Chapter 9.3, Problem 10E

(a)

Interpretation Introduction

Interpretation: The reason for the bromination to be much more regioselective than chlorination needs to be explained.

Concept Introduction : Hess's law states that when the reactants are converted to products the change of enthalpy (i.e. the heat of reaction at constant pressure) does not dependent on the pathway between the initial and final states.

Hess’s law states that enthalpy changes are additive. Thus, for a single reaction,

  $\Delta H°\left(\text{reaction}\right)={\displaystyle \sum \Delta H°f\left(\text{Products}\right)-{\displaystyle \sum \Delta H°f\left(\text{Reactants}\right)}}$

Answer to Problem 10E

The radical construction depends on the statistical factor and bromination reaction the reaction is endothermic and hence the transition state is nearer to the radical generated than the alkane.

The formation of radical depends on the stability of the radical and more selectivity is attained .

Explanation of Solution

Considering the bromination and chlorination of an alkane to check the thermodynamic nature of these reactions.

In the propagation process, the free radical of the reagent in step by step reacts with the alkene with regeneration of the halogen free radical hence the reaction can propagate.

  

The initial stage controls the generation of a specific kind of radical.

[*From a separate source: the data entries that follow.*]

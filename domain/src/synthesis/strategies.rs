//! Built-in synthesis strategies.
//!
//! Each function merges an already conflict-annotated response set into one
//! answer. They assume a non-empty slice; the synthesizer guarantees it.

use super::response::{AgentResponse, ResponseSource, SynthesisContext};
use super::strategy::StrategyOutput;
use crate::core::text::truncate;
use std::cmp::Ordering;

/// Maximum excerpt length (bytes) kept in a [`ResponseSource`]
pub const EXCERPT_LEN: usize = 200;

fn source(response: &AgentResponse, relevance: f64) -> ResponseSource {
    ResponseSource {
        agent_id: response.agent_id.clone(),
        agent_name: response.agent_name().to_string(),
        excerpt: truncate(response.content.trim(), EXCERPT_LEN),
        confidence: response.effective_confidence(),
        relevance,
    }
}

fn equal_share_sources(responses: &[AgentResponse]) -> Vec<ResponseSource> {
    let share = 1.0 / responses.len().max(1) as f64;
    responses.iter().map(|r| source(r, share)).collect()
}

fn mean_confidence(responses: &[AgentResponse]) -> f64 {
    if responses.is_empty() {
        return 0.0;
    }
    responses.iter().map(AgentResponse::effective_confidence).sum::<f64>() / responses.len() as f64
}

fn percent(value: f64) -> u32 {
    (value * 100.0).round() as u32
}

/// Merge answers in sequence: the first verbatim, each later one introduced with "Additionally:".
///
/// Confidence is the mean of the participants.
pub fn consensus(responses: &[AgentResponse], _context: &SynthesisContext) -> StrategyOutput {
    let mut content = String::new();
    for (i, response) in responses.iter().enumerate() {
        if i > 0 {
            content.push_str("\n\nAdditionally: ");
        }
        content.push_str(response.content.trim());
    }

    StrategyOutput {
        content,
        confidence: mean_confidence(responses),
        sources: equal_share_sources(responses),
    }
}

/// The most confident answer becomes the "Primary Analysis", the others follow as "Specialist Input".
///
/// Confidence is the primary's alone.
pub fn hierarchical(responses: &[AgentResponse], _context: &SynthesisContext) -> StrategyOutput {
    let mut ordered: Vec<&AgentResponse> = responses.iter().collect();
    ordered.sort_by(|a, b| {
        b.effective_confidence()
            .partial_cmp(&a.effective_confidence())
            .unwrap_or(Ordering::Equal)
    });

    let Some((primary, specialists)) = ordered.split_first() else {
        return StrategyOutput {
            content: String::new(),
            confidence: 0.0,
            sources: Vec::new(),
        };
    };

    let mut content = format!(
        "## Primary Analysis ({})\n\n{}",
        primary.agent_name(),
        primary.content.trim()
    );
    if !specialists.is_empty() {
        content.push_str("\n\n## Specialist Input");
        for specialist in specialists {
            content.push_str(&format!(
                "\n\n**{}** ({}% confidence): {}",
                specialist.agent_name(),
                percent(specialist.effective_confidence()),
                specialist.content.trim()
            ));
        }
    }

    let primary_confidence = primary.effective_confidence();
    let sources = ordered
        .iter()
        .map(|r| {
            let relevance = if primary_confidence > 0.0 {
                r.effective_confidence() / primary_confidence
            } else {
                1.0
            };
            source(r, relevance)
        })
        .collect();

    StrategyOutput {
        content,
        confidence: primary_confidence,
        sources,
    }
}

/// Prefix each answer with its share of the total confidence.
///
/// Confidence is the confidence-weighted mean confidence, `Σc² / Σc`, which
/// favours agreement among confident agents over many hesitant ones. With a
/// zero confidence sum every answer gets an equal share and confidence is zero.
pub fn weighted(responses: &[AgentResponse], _context: &SynthesisContext) -> StrategyOutput {
    let total: f64 = responses.iter().map(AgentResponse::effective_confidence).sum();
    let weights: Vec<f64> = if total > 0.0 {
        responses
            .iter()
            .map(|r| r.effective_confidence() / total)
            .collect()
    } else {
        vec![1.0 / responses.len().max(1) as f64; responses.len()]
    };

    let content = responses
        .iter()
        .zip(&weights)
        .map(|(r, w)| format!("[{}% weight] {}: {}", percent(*w), r.agent_name(), r.content.trim()))
        .collect::<Vec<_>>()
        .join("\n\n");

    let confidence = responses
        .iter()
        .zip(&weights)
        .map(|(r, w)| w * r.effective_confidence())
        .sum();

    StrategyOutput {
        content,
        confidence,
        sources: responses
            .iter()
            .zip(&weights)
            .map(|(r, w)| source(r, *w))
            .collect(),
    }
}

/// Chain every answer into one prose paragraph joined by "Building on this analysis,".
///
/// Confidence is the mean of the participants.
pub fn narrative(responses: &[AgentResponse], _context: &SynthesisContext) -> StrategyOutput {
    let content = responses
        .iter()
        .map(|r| r.content.split_whitespace().collect::<Vec<_>>().join(" "))
        .collect::<Vec<_>>()
        .join(" Building on this analysis, ");

    StrategyOutput {
        content,
        confidence: mean_confidence(responses),
        sources: equal_share_sources(responses),
    }
}

/// One `##` section per agent, each closed by a confidence footer.
///
/// Confidence is the mean of the participants.
pub fn structured(responses: &[AgentResponse], context: &SynthesisContext) -> StrategyOutput {
    let mut sections = Vec::with_capacity(responses.len() + 1);
    if let Some(query) = context.query.as_deref().filter(|q| !q.trim().is_empty()) {
        sections.push(format!("**Question:** {}", query.trim()));
    }
    for response in responses {
        sections.push(format!(
            "## {}\n\n{}\n\n_Confidence: {}%_",
            response.agent_name(),
            response.content.trim(),
            percent(response.effective_confidence())
        ));
    }

    StrategyOutput {
        content: sections.join("\n\n"),
        confidence: mean_confidence(responses),
        sources: equal_share_sources(responses),
    }
}

#[cfg(test)]
mod tests {
    use super::*;

    fn responses() -> Vec<AgentResponse> {
        vec![
            AgentResponse::new("cardio", "Check blood pressure daily.", 0.9)
                .with_agent_name("Cardiology Expert"),
            AgentResponse::new("endo", "Monitor glucose levels.", 0.6)
                .with_agent_name("Endocrinology Expert"),
            AgentResponse::new("gp", "See your doctor yearly.", 0.3),
        ]
    }

    fn close(a: f64, b: f64) -> bool {
        (a - b).abs() < 1e-9
    }

    #[test]
    fn test_consensus() {
        let out = consensus(&responses(), &SynthesisContext::default());
        assert!(out.content.starts_with("Check blood pressure daily."));
        assert_eq!(out.content.matches("Additionally: ").count(), 2);
        assert!(close(out.confidence, 0.6));
        assert_eq!(out.sources.len(), 3);
    }

    #[test]
    fn test_hierarchical_leads_with_most_confident() {
        let mut input = responses();
        input.reverse();
        let out = hierarchical(&input, &SynthesisContext::default());

        assert!(out.content.starts_with("## Primary Analysis (Cardiology Expert)"));
        assert!(out.content.contains("## Specialist Input"));
        assert!(out.content.contains("**gp** (30% confidence)"));
        assert!(close(out.confidence, 0.9));
        assert_eq!(out.sources[0].agent_id, "cardio");
        assert!(close(out.sources[0].relevance, 1.0));
    }

    #[test]
    fn test_hierarchical_single_response_has_no_specialists() {
        let out = hierarchical(&responses()[..1], &SynthesisContext::default());
        assert!(!out.content.contains("Specialist Input"));
    }

    #[test]
    fn test_weighted() {
        let out = weighted(&responses(), &SynthesisContext::default());
        // weights 0.5, 0.333.., 0.166..
        assert!(out.content.starts_with("[50% weight] Cardiology Expert:"));
        assert!(out.content.contains("[33% weight] Endocrinology Expert:"));
        assert!(out.content.contains("[17% weight] gp:"));
        // (0.81 + 0.36 + 0.09) / 1.8
        assert!(close(out.confidence, 0.7));
        let total: f64 = out.sources.iter().map(|s| s.relevance).sum();
        assert!(close(total, 1.0));
    }

    #[test]
    fn test_weighted_zero_confidence() {
        let input = vec![
            AgentResponse::new("a", "x", 0.0),
            AgentResponse::new("b", "y", 0.0),
        ];
        let out = weighted(&input, &SynthesisContext::default());
        assert_eq!(out.confidence, 0.0);
        assert!(out.content.contains("[50% weight] a: x"));
    }

    #[test]
    fn test_narrative_is_one_paragraph() {
        let input = vec![
            AgentResponse::new("a", "First line.\n\nSecond line.", 0.8),
            AgentResponse::new("b", "Another view.", 0.4),
        ];
        let out = narrative(&input, &SynthesisContext::default());
        assert_eq!(
            out.content,
            "First line. Second line. Building on this analysis, Another view."
        );
        assert!(!out.content.contains('\n'));
        assert!(close(out.confidence, 0.6));
    }

    #[test]
    fn test_structured_sections_and_footers() {
        let out = structured(&responses(), &SynthesisContext::default());
        let headings = out.content.lines().filter(|l| l.starts_with("## ")).count();
        assert_eq!(headings, 3);
        assert_eq!(out.content.matches("_Confidence: ").count(), 3);
        assert!(out.content.contains("## Cardiology Expert"));
        assert!(out.content.contains("_Confidence: 90%_"));
    }

    #[test]
    fn test_structured_includes_question_when_known() {
        let out = structured(&responses(), &SynthesisContext::for_query("Why?"));
        assert!(out.content.starts_with("**Question:** Why?"));
    }

    #[test]
    fn test_excerpts_are_truncated() {
        let long = "word ".repeat(100);
        let out = consensus(
            &[AgentResponse::new("a", long.clone(), 0.5), AgentResponse::new("b", long, 0.5)],
            &SynthesisContext::default(),
        );
        assert!(out.sources[0].excerpt.len() <= EXCERPT_LEN);
        assert!(out.sources[0].excerpt.ends_with("..."));
    }
}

The reaction enthalpy of this stage of bromination is measured as

  $\begin{array}{l}\Delta H\text{ = }\left(HH-Br-HR-H\right)\\ =\left(-366+410\right)kJmo{l}^{-1}\\ =44kJmo{l}^{-1}\end{array}$

The reaction enthalpy of this stage of chlorination is measured as follows:

  $\begin{array}{l}\Delta H=\left(HH-Cl-HR-H\right)\\ =\left(-431+410\right){\text{ kJ mol}}^{-1}\\ =-21{\text{ kJ mol}}^{-1}\end{array}$

Hence, the chlorination reaction is exothermic whereas the stage for bromination reaction is endothermic.

Hammond’s postulate the transition state of a reaction and would be nearer to the reactant in case of an exothermic reaction.

In chlorination reaction, the reaction is exothermic and thus the transition state is closer to the alkane than the radical generated.

The radical construction depends on the statistical factor.

In bromination reaction the reaction is endothermic and hence the transition state is nearer to the radical generated than the alkane.

The radical formation depends on the stability of the radical and more selectivity is attained.

(b)

Interpretation Introduction

Interpretation: The reason behind the dangerousness of fluorination needs to be explained.

Concept Introduction : Hess's law states that when the reactants are converted to products the change of enthalpy (i.e. the heat of reaction at constant pressure) does not dependent on the pathway between the initial and final states.

Hess’s law states that enthalpy changes are additive. Thus, for a single reaction,

  $\Delta H°\left(\text{reaction}\right)={\displaystyle \sum \Delta H°f\left(\text{Products}\right)-{\displaystyle \sum \Delta H°f\left(\text{Reactants}\right)}}$

Answer to Problem 10E

High exothermic nature of the bond formation, a huge amount of heat is liberated during fluorination hence the fluorination is dangerous.

Explanation of Solution

The bond formation enthalpy of carbon fluorine bond formation is as follows:

  $\left(C-F\right)\Delta H=-451kJmo{l}^{-1}$

Due to this high exothermic nature of the bond formation, huge amount of heat is liberated during fluorination. Thus, the process is dangerous.

(C)

Interpretation Introduction

Interpretation: The reason behind the difficulty in the generation of an alkyl iodide by free radical chain halogenations needs to be explained.

Concept Introduction : Hess's law states that when the reactants are converted to products the change of enthalpy (i.e. the heat of reaction at constant pressure) does not dependent on the pathway between the initial and final states.

Hess’s law states that enthalpy changes are additive. Thus, for a single reaction,

  $\Delta H°\left(\text{reaction}\right)={\displaystyle \sum \Delta H°f\left(\text{Products}\right)-{\displaystyle \sum \Delta H°f\left(\text{Reactants}\right)}}$

Explanation of Solution

The iodination reaction of an alkane can be expressed as follows

  $CH3-H+I-I\to CH3-I+H-I$

The enthalpy change in this reaction is calculated as

  $\begin{array}{l}\Delta H=\left(HCH3-I+HH-I\right)-\left(HCH3-H+HI-I\right)\\ =\left[\left(-234–297\right)-\left(-435-150\right)\right]kJmo{l}^{-1}\\ =54kJmo{l}^{-1} \end{array}$

As the reaction is endothermic in nature the reaction is difficult to carry out at room temperature.

The reverse reaction can also occur which further decreases the yield of the reaction.